Directions → Give the number of lines in the records below that contain the word "server". State only that number.
┌─ Given data
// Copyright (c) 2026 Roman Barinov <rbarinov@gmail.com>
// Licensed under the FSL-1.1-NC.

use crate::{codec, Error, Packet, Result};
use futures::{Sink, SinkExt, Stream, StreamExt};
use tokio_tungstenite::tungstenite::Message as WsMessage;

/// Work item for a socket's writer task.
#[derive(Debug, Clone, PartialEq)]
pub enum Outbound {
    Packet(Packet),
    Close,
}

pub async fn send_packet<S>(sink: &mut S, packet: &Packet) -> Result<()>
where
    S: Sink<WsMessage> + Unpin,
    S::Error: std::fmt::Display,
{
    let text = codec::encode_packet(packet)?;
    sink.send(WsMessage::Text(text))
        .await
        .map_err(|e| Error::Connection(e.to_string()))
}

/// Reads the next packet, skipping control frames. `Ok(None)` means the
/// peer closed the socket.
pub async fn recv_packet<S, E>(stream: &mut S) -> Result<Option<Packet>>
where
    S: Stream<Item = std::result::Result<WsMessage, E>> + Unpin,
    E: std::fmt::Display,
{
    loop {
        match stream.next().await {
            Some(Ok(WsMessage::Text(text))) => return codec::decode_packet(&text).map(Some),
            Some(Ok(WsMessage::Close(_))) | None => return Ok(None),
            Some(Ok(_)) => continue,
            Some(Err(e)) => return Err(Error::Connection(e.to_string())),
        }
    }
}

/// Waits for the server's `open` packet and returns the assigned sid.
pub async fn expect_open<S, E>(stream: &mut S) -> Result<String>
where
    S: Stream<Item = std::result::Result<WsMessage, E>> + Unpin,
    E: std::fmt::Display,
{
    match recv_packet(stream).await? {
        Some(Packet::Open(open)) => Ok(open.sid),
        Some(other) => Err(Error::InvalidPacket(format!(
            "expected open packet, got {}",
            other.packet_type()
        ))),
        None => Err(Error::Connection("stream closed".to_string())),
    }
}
└─
┌─ Given data
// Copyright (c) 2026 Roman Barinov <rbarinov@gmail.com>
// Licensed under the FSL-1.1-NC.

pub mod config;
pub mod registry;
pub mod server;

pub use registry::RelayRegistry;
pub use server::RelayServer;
└─
Reply → 3